Work task:
Out of the entries that follow, copy each line containing "SignatureMode".

[Dataset entries]
=======

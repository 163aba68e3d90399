use std::env;
use std::path::PathBuf;
use std::str::FromStr;

use ethers::types::{Address, U256};
use serde::{Deserialize, Serialize};

use crate::consts::{
    AMOY_CHAIN_ID, DEFAULT_SAFE_GAS_BUFFER_PERCENT, DEFAULT_SAFE_GAS_OVERHEAD, POLYGON_CHAIN_ID,
};
use crate::custodial::{CustodialConfig, PollPolicy};
use crate::engine::SignatureMode;
use crate::prelude::Result;
use crate::Error;

/// Deployed contract addresses for one chain.
#[derive(Debug, Clone, Copy, PartialEq, Eq, Serialize, Deserialize)]
#[serde(rename_all = "camelCase")]
pub struct ContractConfig {
    /// USDC.e collateral token
    pub collateral: Address,
    /// Gnosis ConditionalTokens framework (ERC-1155 outcome tokens)
    pub conditional_tokens: Address,
    /// CTF exchange for standard markets
    pub exchange: Address,
    /// NegRisk adapter, also the split/merge entry point of neg-risk markets
    pub neg_risk_adapter: Address,
    /// CTF exchange for neg-risk markets
    pub neg_risk_exchange: Address,
    /// Polymarket SafeProxyFactory
    pub safe_proxy_factory: Address,
}

const MATIC_CONTRACTS: [&str; 6] = [
    "0x2791Bca1f2de4661ED88A30C99A7a9449Aa84174",
    "0x4D97DCd97eC945f40cF65F87097ACe5EA0476045",
    "0x4bFb41d5B3570DeFd03C39a9A4D8dE6Bd8B8982E",
    "0xd91E80cF2E7be2e162c6513ceD06f1dD0dA35296",
    "0xC5d563A36AE78145C45a50134d48A1215220f80a",
    "0xaacFeEa03eb1561C4e67d661e40682Bd20E3541b",
];

const AMOY_CONTRACTS: [&str; 6] = [
    "0x9c4e1703476e875070ee25b56a58b008cfb8fa78",
    "0x69308FB512518e39F9b16112fA8d994F4e2Bf8bB",
    "0xdFE02Eb6733538f8Ea35D585af8DE5958AD99E40",
    "0xd91E80cF2E7be2e162c6513ceD06f1dD0dA35296",
    "0xC5d563A36AE78145C45a50134d48A1215220f80a",
    "0xaacFeEa03eb1561C4e67d661e40682Bd20E3541b",
];

impl ContractConfig {
    /// Address table for a supported chain. Anything but Polygon and Amoy is
    /// rejected.
    pub fn for_chain(chain_id: u64) -> Result<Self> {
        let table = match chain_id {
            POLYGON_CHAIN_ID => MATIC_CONTRACTS,
            AMOY_CHAIN_ID => AMOY_CONTRACTS,
            other => return Err(Error::UnsupportedChain(other)),
        };
        let [collateral, conditional_tokens, exchange, neg_risk_adapter, neg_risk_exchange, safe_proxy_factory] =
            table.map(parse_address);

        Ok(ContractConfig {
            collateral: collateral?,
            conditional_tokens: conditional_tokens?,
            exchange: exchange?,
            neg_risk_adapter: neg_risk_adapter?,
            neg_risk_exchange: neg_risk_exchange?,
            safe_proxy_factory: safe_proxy_factory?,
        })
    }
}

fn parse_address(s: &str) -> Result<Address> {
    Address::from_str(s).map_err(|e| Error::Configuration(format!("invalid address {s}: {e}")))
}

/// Gas budget a relayed call must authorize. Both numbers are tied to the
/// deployed Safe version's `gasleft()` check (GS010).
#[derive(Debug, Clone, Copy, PartialEq, Eq)]
pub struct GasPolicy {
    /// Added to the direct inner-call estimate for Safe bookkeeping
    pub safe_overhead: u64,
    /// Multiplier applied last, in percent (150 = 1.5x)
    pub buffer_percent: u64,
}

impl Default for GasPolicy {
    fn default() -> Self {
        Self {
            safe_overhead: DEFAULT_SAFE_GAS_OVERHEAD,
            buffer_percent: DEFAULT_SAFE_GAS_BUFFER_PERCENT,
        }
    }
}

impl GasPolicy {
    pub fn apply_buffer(&self, gas: U256) -> U256 {
        gas * U256::from(self.buffer_percent) / U256::from(100u64)
    }
}

/// How much collateral allowance the orchestrator grants to each spender.
#[derive(Debug, Clone, Copy, PartialEq, Eq, Default)]
pub enum AllowancePolicy {
    /// Approve `U256::MAX` once; any non-zero allowance counts as granted.
    #[default]
    Unlimited,
    /// Approve exactly this amount; an allowance below it is re-granted.
    AtLeast(U256),
}

impl AllowancePolicy {
    pub fn grant_amount(&self) -> U256 {
        match self {
            AllowancePolicy::Unlimited => U256::MAX,
            AllowancePolicy::AtLeast(amount) => *amount,
        }
    }

    pub fn is_satisfied(&self, current: U256) -> bool {
        match self {
            AllowancePolicy::Unlimited => !current.is_zero(),
            AllowancePolicy::AtLeast(amount) => current >= *amount,
        }
    }
}

#[derive(Debug, Clone, Default)]
pub struct EnginePolicy {
    pub gas: GasPolicy,
    pub allowance: AllowancePolicy,
    pub poll: PollPolicy,
}

/// Where the controlling key comes from.
#[derive(Debug, Clone)]
pub enum SignerSettings {
    PrivateKey(String),
    Keystore {
        path: PathBuf,
        password: String,
        address: Option<Address>,
    },
    Custodial(CustodialConfig),
}

/// Process configuration read from the environment (after `dotenv`).
#[derive(Debug, Clone)]
pub struct Settings {
    pub rpc_url: String,
    pub mode: SignatureMode,
    pub signer: SignerSettings,
    pub policy: EnginePolicy,
}

impl Settings {
    pub fn from_env() -> Result<Self> {
        let rpc_url = required("RPC_URL")?;
        let mode = match env::var("SIGNATURE_MODE") {
            Ok(m) => m.parse()?,
            Err(_) => SignatureMode::Eoa,
        };

        let signer = if let Ok(key) = env::var("PRIVATE_KEY") {
            SignerSettings::PrivateKey(key)
        } else if let Ok(path) = env::var("KEYSTORE_PATH") {
            SignerSettings::Keystore {
                path: PathBuf::from(path),
                password: required("KEYSTORE_PASSWORD")?,
                address: env::var("KEYSTORE_ADDRESS")
                    .ok()
                    .map(|a| parse_address(&a))
                    .transpose()?,
            }
        } else if let Ok(base_url) = env::var("CUSTODIAL_API_URL") {
            SignerSettings::Custodial(CustodialConfig {
                base_url,
                api_key: required("CUSTODIAL_API_KEY")?,
                wallet_id: required("CUSTODIAL_WALLET_ID")?,
                address: parse_address(&required("CUSTODIAL_ADDRESS")?)?,
                chain_code: env::var("CUSTODIAL_CHAIN_CODE").unwrap_or_else(|_| "MATIC".to_string()),
            })
        } else {
            return Err(Error::Configuration(
                "set PRIVATE_KEY, KEYSTORE_PATH or CUSTODIAL_API_URL".to_string(),
            ));
        };

        let mut policy = EnginePolicy::default();
        if let Some(overhead) = optional_u64("SAFE_GAS_OVERHEAD")? {
            policy.gas.safe_overhead = overhead;
        }
        if let Some(percent) = optional_u64("SAFE_GAS_BUFFER_PERCENT")? {
            policy.gas.buffer_percent = percent;
        }
        if let Some(amount) = optional_u64("APPROVAL_AMOUNT")? {
            policy.allowance = AllowancePolicy::AtLeast(U256::from(amount));
        }
        if let Some(attempts) = optional_u64("CUSTODIAL_POLL_ATTEMPTS")? {
            policy.poll.max_attempts = u32::try_from(attempts).map_err(|_| {
                Error::Configuration(format!("CUSTODIAL_POLL_ATTEMPTS too large: {attempts}"))
            })?;
        }

        Ok(Settings {
            rpc_url,
            mode,
            signer,
            policy,
        })
    }
}

fn required(name: &str) -> Result<String> {
    env::var(name).map_err(|_| Error::Configuration(format!("{name} is not set")))
}

fn optional_u64(name: &str) -> Result<Option<u64>> {
    env::var(name)
        .ok()
        .map(|v| {
            v.parse::<u64>()
                .map_err(|e| Error::Configuration(format!("{name}: {e}")))
        })
        .transpose()
}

=======

Output of the task:
use crate::engine::SignatureMode;
    pub mode: SignatureMode,
            Err(_) => SignatureMode::Eoa,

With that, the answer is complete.